Facing the flood of spectacle in Charleston buildings/ / by Whitney Powers

The following was published in the Charleston City Paper, December 11, 2018

Charleston needs a prominent, good modern building that speaks to the area’s collective imagination and aspirations. Given where we are — surrounded by the latest mediocre examples of cookie-cutter hotels and apartment buildings — it can seem a stretch even among those of us determined to make a go of it. But let’s take a look at where we are for a moment, shadowing a rather narrow real estate perspective that some would argue is “timeless.”

You may have noticed an odd clock tower as you arrive on I-26, signaling a recently completed Janus of a building. It doesn’t look to the past and the future per se, but possesses two distinct faces nonetheless, rather like an elaborate Broadway stage set.

Below that clocktower is one face (which doesn’t in fact face the street) presenting itself as an “artifact” of a dreamt up industrial past. This is certainly not a familiar idiom in Charleston but you were not supposed to notice that (it was courtesy of planner Andreas Duany who thought that industrial buildings would be good models for big buildings in Charleston). Just relax and imagine those daylight expanses full of happy workers, dawn-to-dusk toiling away at their repetitive duties under the watchful eye of their benevolent master [sic] boss.

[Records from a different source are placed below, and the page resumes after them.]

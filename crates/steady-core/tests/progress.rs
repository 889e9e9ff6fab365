use jiff::Timestamp;
use uuid::Uuid;

use steady_core::models::goal::{Goal, GoalStatus, GoalUnit};
use steady_core::progress::{
    apply_completion, apply_relapse, completion_due, elapsed_clock, elapsed_in_unit, progress,
    target_end, ProgressPolicy,
};

fn ts(s: &str) -> Timestamp {
    s.parse().expect("valid timestamp literal")
}

fn goal(objective: i64, unit: GoalUnit, started_at: Timestamp) -> Goal {
    Goal {
        id: Uuid::new_v4(),
        user_id: "user-1".to_string(),
        addiction: "cigarro".to_string(),
        title: "30 dias sem cigarro".to_string(),
        description: None,
        objective,
        unit,
        started_at,
        expected_end: target_end(started_at, objective, unit),
        ended_at: None,
        completed_at: None,
        status: GoalStatus::Active,
        motivation: None,
        progress: 0.0,
        created_at: started_at,
        updated_at: started_at,
    }
}

#[test]
fn elapsed_whole_hours_days_weeks() {
    let start = ts("2026-03-01T00:00:00Z");
    let now = ts("2026-03-15T07:30:00Z");

    assert_eq!(
        elapsed_in_unit(start, now, GoalUnit::Hours),
        Some(14 * 24 + 7)
    );
    assert_eq!(elapsed_in_unit(start, now, GoalUnit::Days), Some(14));
    assert_eq!(elapsed_in_unit(start, now, GoalUnit::Weeks), Some(2));
}

#[test]
fn elapsed_months_is_calendar_aware() {
    let start = ts("2026-01-31T12:00:00Z");

    // Not a full month until the same day-of-month boundary.
    assert_eq!(
        elapsed_in_unit(start, ts("2026-02-27T12:00:00Z"), GoalUnit::Months),
        Some(0)
    );
    // Jan 31 → Feb 28 saturates at the end of February.
    assert_eq!(
        elapsed_in_unit(start, ts("2026-02-28T12:00:00Z"), GoalUnit::Months),
        Some(1)
    );
    // Constrained month stepping: Jan 31 +3mo lands exactly on Apr 30.
    assert_eq!(
        elapsed_in_unit(start, ts("2026-04-29T12:00:00Z"), GoalUnit::Months),
        Some(2)
    );
    assert_eq!(
        elapsed_in_unit(start, ts("2026-04-30T12:00:00Z"), GoalUnit::Months),
        Some(3)
    );
}

#[test]
fn month_goal_reads_full_when_it_comes_due() {
    // Jan 31 + 1 month saturates at Feb 28; elapsed months and completion
    // must agree at that instant.
    let start = ts("2026-01-31T12:00:00Z");
    let g = goal(1, GoalUnit::Months, start);
    let due = ts("2026-02-28T12:00:00Z");

    assert!(completion_due(&g, due));
    let p = progress(&g, due, ProgressPolicy::Linear);
    assert_eq!(p.elapsed, Some(1));
    assert_eq!(p.percentage, 100.0);
}

#[test]
fn elapsed_clamps_to_zero_when_now_before_start() {
    let start = ts("2026-06-01T00:00:00Z");
    let now = ts("2026-05-20T00:00:00Z");

    assert_eq!(elapsed_in_unit(start, now, GoalUnit::Days), Some(0));
    assert_eq!(elapsed_in_unit(start, now, GoalUnit::Months), Some(0));

    let p = progress(&goal(10, GoalUnit::Days, start), now, ProgressPolicy::Linear);
    assert_eq!(p.elapsed_days, 0);
    assert_eq!(p.percentage, 0.0);
}

#[test]
fn units_goal_is_not_time_driven() {
    let start = ts("2026-03-01T00:00:00Z");
    let now = ts("2026-03-20T00:00:00Z");
    assert_eq!(elapsed_in_unit(start, now, GoalUnit::Units), None);

    // Progress falls back to the persisted fraction.
    let mut g = goal(10, GoalUnit::Units, start);
    g.progress = 0.4;
    let p = progress(&g, now, ProgressPolicy::Linear);
    assert_eq!(p.elapsed, None);
    assert!((p.percentage - 40.0).abs() < 1e-9);
}

#[test]
fn linear_percentage_caps_at_100() {
    let start = ts("2026-03-01T00:00:00Z");
    let g = goal(10, GoalUnit::Days, start);

    // Whole elapsed units drive the formula: 5.5 days in counts as 5 of 10.
    let halfway = progress(&g, ts("2026-03-06T12:00:00Z"), ProgressPolicy::Linear);
    assert!((halfway.percentage - 50.0).abs() < 1e-9);

    let overshot = progress(&g, ts("2026-04-01T00:00:00Z"), ProgressPolicy::Linear);
    assert_eq!(overshot.percentage, 100.0);
}

#[test]
fn staged_boost_floors_and_stages() {
    let start = ts("2026-03-01T00:00:00Z");
    let g = goal(180, GoalUnit::Days, start);

    // Day zero shows the 5% floor instead of 0%.
    let day0 = progress(&g, ts("2026-03-01T06:00:00Z"), ProgressPolicy::StagedBoost);
    assert!((day0.percentage - 5.0).abs() < 1e-9);

    // Day 7 tops the first stage at 15%.
    let day7 = progress(&g, ts("2026-03-08T06:00:00Z"), ProgressPolicy::StagedBoost);
    assert!((day7.percentage - 15.0).abs() < 1e-9);

    // Day 30 tops the second stage at 40%.
    let day30 = progress(&g, ts("2026-03-31T06:00:00Z"), ProgressPolicy::StagedBoost);
    assert!((day30.percentage - 40.0).abs() < 1e-9);

    // Beyond day 30 the curve never drops below 40%: day 40 of 180 is
    // 22.2% linear but still reads the 40% floor.
    let day40 = progress(&g, ts("2026-04-10T06:00:00Z"), ProgressPolicy::StagedBoost);
    assert_eq!(day40.percentage, 40.0);
}

#[test]
fn staged_boost_follows_linear_once_it_overtakes() {
    let start = ts("2026-01-01T00:00:00Z");
    let g = goal(60, GoalUnit::Days, start);

    // Day 45 of 60: linear = 75% > 40%.
    let p = progress(&g, ts("2026-02-15T00:00:00Z"), ProgressPolicy::StagedBoost);
    assert!((p.percentage - 75.0).abs() < 1e-9);
}

#[test]
fn seven_day_goal_completes_just_past_the_objective() {
    let start = ts("2026-03-01T00:00:00Z");
    let mut g = goal(7, GoalUnit::Days, start);

    // One hour past start + 7 days.
    let now = ts("2026-03-08T01:00:00Z");
    assert!(completion_due(&g, now));

    let p = progress(&g, now, ProgressPolicy::Linear);
    assert_eq!(p.percentage, 100.0);

    assert!(apply_completion(&mut g, now));
    assert_eq!(g.status, GoalStatus::Completed);
    assert_eq!(g.completed_at, Some(now));
    assert_eq!(g.ended_at, Some(now));
}

#[test]
fn completion_never_fires_twice() {
    let start = ts("2026-03-01T00:00:00Z");
    let mut g = goal(7, GoalUnit::Days, start);
    let now = ts("2026-03-08T01:00:00Z");

    assert!(apply_completion(&mut g, now));
    // Re-evaluation on an already-completed goal is a no-op.
    assert!(!apply_completion(&mut g, now));
    assert!(!apply_completion(&mut g, ts("2026-03-09T00:00:00Z")));
    assert_eq!(g.completed_at, Some(now));
}

#[test]
fn completion_not_due_before_objective_or_for_inactive_goals() {
    let start = ts("2026-03-01T00:00:00Z");
    let g = goal(7, GoalUnit::Days, start);
    assert!(!completion_due(&g, ts("2026-03-07T23:00:00Z")));

    let mut paused = goal(7, GoalUnit::Days, start);
    paused.status = GoalStatus::Paused;
    assert!(!completion_due(&paused, ts("2026-04-01T00:00:00Z")));

    // Non-time-driven goals never complete on elapsed time.
    let units = goal(7, GoalUnit::Units, start);
    assert!(!completion_due(&units, ts("2027-01-01T00:00:00Z")));
}

#[test]
fn relapse_resets_clock_and_nothing_else() {
    let start = ts("2026-03-01T00:00:00Z");
    let mut g = goal(10, GoalUnit::Days, start);

    // Day 5 of 10: 50%.
    let day5 = ts("2026-03-06T00:00:00Z");
    let before = progress(&g, day5, ProgressPolicy::Linear);
    assert!((before.percentage - 50.0).abs() < 1e-9);

    apply_relapse(&mut g, day5);
    assert_eq!(g.started_at, day5);
    assert_eq!(g.status, GoalStatus::Active);
    assert_eq!(g.title, "30 dias sem cigarro");
    assert_eq!(g.objective, 10);

    // Immediately recomputed progress reads as though the goal just started.
    let after = progress(&g, day5, ProgressPolicy::Linear);
    assert_eq!(after.elapsed_days, 0);
    assert_eq!(after.percentage, 0.0);

    // Under staged-boost the day-zero floor applies, not a stale 50%.
    let boosted = progress(&g, day5, ProgressPolicy::StagedBoost);
    assert!((boosted.percentage - 5.0).abs() < 1e-9);
}

#[test]
fn target_end_matches_unit_arithmetic() {
    let start = ts("2026-01-31T10:00:00Z");

    assert_eq!(
        target_end(start, 12, GoalUnit::Hours),
        Some(ts("2026-01-31T22:00:00Z"))
    );
    assert_eq!(
        target_end(start, 2, GoalUnit::Weeks),
        Some(ts("2026-02-14T10:00:00Z"))
    );
    // Calendar month addition saturates at the end of February.
    assert_eq!(
        target_end(start, 1, GoalUnit::Months),
        Some(ts("2026-02-28T10:00:00Z"))
    );
    assert_eq!(target_end(start, 3, GoalUnit::Units), None);
}

#[test]
fn elapsed_clock_breaks_down_components() {
    let start = ts("2026-03-01T00:00:00Z");
    let clock = elapsed_clock(start, ts("2026-03-03T05:04:09Z"));
    assert_eq!(clock.days, 2);
    assert_eq!(clock.hours, 5);
    assert_eq!(clock.minutes, 4);
    assert_eq!(clock.seconds, 9);

    let skewed = elapsed_clock(start, ts("2026-02-28T00:00:00Z"));
    assert_eq!((skewed.days, skewed.hours, skewed.minutes, skewed.seconds), (0, 0, 0, 0));
}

The other visage serves up every trope of aristocratic privilege that New York-based architect Robert Stern could muster — from turrets to columns to quoins — done up in dressed stone (or faux dressed stone if you look above the first floor). It is difficult for me not to pause, given that all of its symmetrical grandeur looks out (greedily?) over the gentrification potential of Charleston’s East Side.

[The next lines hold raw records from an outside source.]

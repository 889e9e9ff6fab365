//! Goal progress engine.
//!
//! Pure functions over a goal's static fields and a caller-supplied `now`.
//! Nothing here performs I/O or can fail: callers persist the results and
//! may safely recompute after a failed write.
//!
//! Completion is a single-shot state check, not a timer: [`apply_completion`]
//! is a no-op unless the goal is active and due, so re-running it on an
//! already-completed goal never fires twice.

use jiff::tz::TimeZone;
use jiff::{Span, Timestamp, Unit};
use serde::Serialize;

use crate::models::goal::{Goal, GoalStatus, GoalUnit};

const SECS_PER_HOUR: i64 = 3_600;
const SECS_PER_DAY: i64 = 86_400;

/// Percentage-shaping policy.
///
/// The product shipped two curves at different times. They are never mixed:
/// the policy is an explicit parameter and the API serves [`Linear`].
///
/// [`Linear`]: ProgressPolicy::Linear
#[derive(Debug, Clone, Copy, PartialEq, Eq)]
pub enum ProgressPolicy {
    /// `min(elapsed / objective * 100, 100)`, floor 0.
    Linear,
    /// Early-boost curve: day 0 shows 5% instead of 0%, days 1–7 map onto
    /// 5–15%, days 8–30 onto 15–40%, and beyond day 30 `max(40, linear)`.
    /// Introduced because pure linear progress felt discouragingly slow on
    /// new goals.
    StagedBoost,
}

/// Display-ready progress for a goal at a point in time.
#[derive(Debug, Clone, Copy, PartialEq, Serialize)]
pub struct GoalProgress {
    /// Whole days since the goal's start, clamped at zero.
    pub elapsed_days: i64,
    /// Whole elapsed count in the goal's own unit. `None` for the
    /// non-time-driven `unidades` unit.
    pub elapsed: Option<i64>,
    /// Shaped percentage in `0.0..=100.0`.
    pub percentage: f64,
}

/// Breakdown of continuous elapsed time, for the detail-screen counter.
#[derive(Debug, Clone, Copy, PartialEq, Eq, Serialize)]
pub struct ElapsedClock {
    pub days: i64,
    pub hours: i64,
    pub minutes: i64,
    pub seconds: i64,
}

/// Whole elapsed count between `start` and `now` in `unit`.
///
/// Hours, days and weeks are fixed-length periods; months are calendar
/// months. Clamped to zero when `now < start` (clock skew or a future-dated
/// goal). Returns `None` for `unidades`, which is not time-driven.
pub fn elapsed_in_unit(start: Timestamp, now: Timestamp, unit: GoalUnit) -> Option<i64> {
    let secs = (now.as_second() - start.as_second()).max(0);
    match unit {
        GoalUnit::Hours => Some(secs / SECS_PER_HOUR),
        GoalUnit::Days => Some(secs / SECS_PER_DAY),
        GoalUnit::Weeks => Some(secs / (7 * SECS_PER_DAY)),
        GoalUnit::Months => Some(elapsed_months(start, now)),
        GoalUnit::Units => None,
    }
}

/// Whole days between `start` and `now`, clamped at zero.
pub fn elapsed_days(start: Timestamp, now: Timestamp) -> i64 {
    (now.as_second() - start.as_second()).max(0) / SECS_PER_DAY
}

/// Days/hours/minutes/seconds breakdown of the time since `start`.
pub fn elapsed_clock(start: Timestamp, now: Timestamp) -> ElapsedClock {
    let secs = (now.as_second() - start.as_second()).max(0);
    ElapsedClock {
        days: secs / SECS_PER_DAY,
        hours: secs % SECS_PER_DAY / SECS_PER_HOUR,
        minutes: secs % SECS_PER_HOUR / 60,
        seconds: secs % 60,
    }
}

/// Whole calendar months between `start` and `now`, using the same
/// constrained month stepping as [`target_end`]: the largest `m` such that
/// `start + m months <= now`. A goal anchored on Jan 31 is one month old on
/// Feb 28, exactly when a 1-month objective comes due.
fn elapsed_months(start: Timestamp, now: Timestamp) -> i64 {
    if now < start {
        return 0;
    }
    let start = start.to_zoned(TimeZone::UTC);
    let now = now.to_zoned(TimeZone::UTC);

    // `until` can be off by one near saturated month ends (Jan 31 + 1 month
    // lands on Feb 28, which `until` does not count), so treat it as an
    // estimate and settle on the constrained boundary.
    let mut months = start
        .until((Unit::Month, &now))
        .map(|span| i64::from(span.get_months()))
        .unwrap_or(0)
        .max(0);
    while months > 0 {
        match start.checked_add(Span::new().months(months)) {
            Ok(boundary) if boundary <= now => break,
            _ => months -= 1,
        }
    }
    loop {
        match start.checked_add(Span::new().months(months + 1)) {
            Ok(boundary) if boundary <= now => months += 1,
            _ => break,
        }
    }
    months
}

/// The timestamp at which a goal's objective is reached: `start + objective`
/// in the goal's unit, calendar-aware for months. `None` for `unidades`.
pub fn target_end(start: Timestamp, objective: i64, unit: GoalUnit) -> Option<Timestamp> {
    let span = match unit {
        GoalUnit::Hours => Span::new().hours(objective),
        GoalUnit::Days => Span::new().days(objective),
        GoalUnit::Weeks => Span::new().weeks(objective),
        GoalUnit::Months => Span::new().months(objective),
        GoalUnit::Units => return None,
    };
    start
        .to_zoned(TimeZone::UTC)
        .checked_add(span)
        .ok()
        .map(|z| z.timestamp())
}

/// Compute display-ready progress for a goal under the given policy.
///
/// Completed goals always read 100%. For `unidades`, the persisted progress
/// fraction is taken verbatim. Elapsed time never goes negative.
pub fn progress(goal: &Goal, now: Timestamp, policy: ProgressPolicy) -> GoalProgress {
    let days = elapsed_days(goal.started_at, now);
    let elapsed = elapsed_in_unit(goal.started_at, now, goal.unit);

    if goal.status == GoalStatus::Completed {
        return GoalProgress {
            elapsed_days: days,
            elapsed,
            percentage: 100.0,
        };
    }

    let linear = match elapsed {
        Some(n) if goal.objective > 0 => {
            (n as f64 / goal.objective as f64 * 100.0).clamp(0.0, 100.0)
        }
        Some(_) => 0.0,
        // Fall back to the persisted fraction for non-time-driven units.
        None => (goal.progress * 100.0).clamp(0.0, 100.0),
    };

    let percentage = match (policy, elapsed) {
        (ProgressPolicy::Linear, _) | (_, None) => linear,
        (ProgressPolicy::StagedBoost, Some(_)) => staged_boost(days, linear),
    };

    GoalProgress {
        elapsed_days: days,
        elapsed,
        percentage,
    }
}

fn staged_boost(elapsed_days: i64, linear: f64) -> f64 {
    let pct = match elapsed_days {
        d if d <= 0 => 5.0,
        d @ 1..=7 => 5.0 + d as f64 / 7.0 * 10.0,
        d @ 8..=30 => 15.0 + (d - 7) as f64 / 23.0 * 25.0,
        _ => linear.max(40.0),
    };
    pct.min(100.0)
}

/// Whether an active, time-driven goal has reached its objective.
///
/// Equivalent to "fractional elapsed time >= objective": true exactly when
/// `now` has reached [`target_end`].
pub fn completion_due(goal: &Goal, now: Timestamp) -> bool {
    if goal.status != GoalStatus::Active {
        return false;
    }
    match target_end(goal.started_at, goal.objective, goal.unit) {
        Some(end) => now >= end,
        None => false,
    }
}

/// Transition a due goal to `concluida`. Returns whether a transition
/// happened.
///
/// Idempotent: a goal that is not active and due (including one already
/// completed) is left untouched, so the completion check may be re-run
/// freely after a failed persist.
pub fn apply_completion(goal: &mut Goal, now: Timestamp) -> bool {
    if !completion_due(goal, now) {
        return false;
    }
    goal.status = GoalStatus::Completed;
    goal.completed_at = Some(now);
    goal.ended_at = Some(now);
    goal.progress = 1.0;
    goal.updated_at = now;
    true
}

/// Relapse: restart the progress clock from `now`.
///
/// Resets only the time anchor and the persisted fraction. Status, title and
/// objective are untouched — the goal stays active and history is kept.
pub fn apply_relapse(goal: &mut Goal, now: Timestamp) {
    goal.started_at = now;
    goal.expected_end = target_end(now, goal.objective, goal.unit);
    goal.progress = 0.0;
    goal.updated_at = now;
}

This presents us with the ideal example of what French philosopher Guy Debord described in his 1967 Society of the Spectacle. He proposed that in modern society the authentic social life has been systematically replaced by its representation, or spectacle. Furthermore, “…the spectacle is the ruling order’s non-stop discourse about itself, its never-ending monologue of self-praise, its self-portrait … of all aspects of life …” In our age, unlike any other time in history, Debord posits, the visual is much more important, alas, than the tactile.

This disconnect between the visual and the tactile lies at the heart of some of the issues that affect architecture in Charleston today. The city has always been a bit susceptible to this notion. Style underpins the mythology and has always been a bludgeon here, dictating status and privilege. It is no coincidence that following defeat in the Civil War, it did not take Lowcountry plantation owners long to find a way to spin a tale of aristocratic leisure to lure northern industrialists in for a few days of successful hunting and fishing led by former slaves. How quaint? And, with Charleston determined to reel in the luxe traveler in 2019, it is no wonder that columns, quoins, red pants, and acanthus leaves remain appealing. Never mind that Instagram makes this an imperative.

What is at issue is that we are unable to live a history, to create something out of this moment that signifies our entire city’s participation. Some argue that the historic district is special; but, must it be embalmed? What would have been the evolution of architecture here had the freed slave population actually endured as equals to the white population, rich and poor? Those in power, here and elsewhere, have used the last 150 years to ensure that a diverse, fully conscious kind of expression is not attractive or acceptable. It might (shocker) be too provocative. But, of course, then there is the great equalizer — flooding.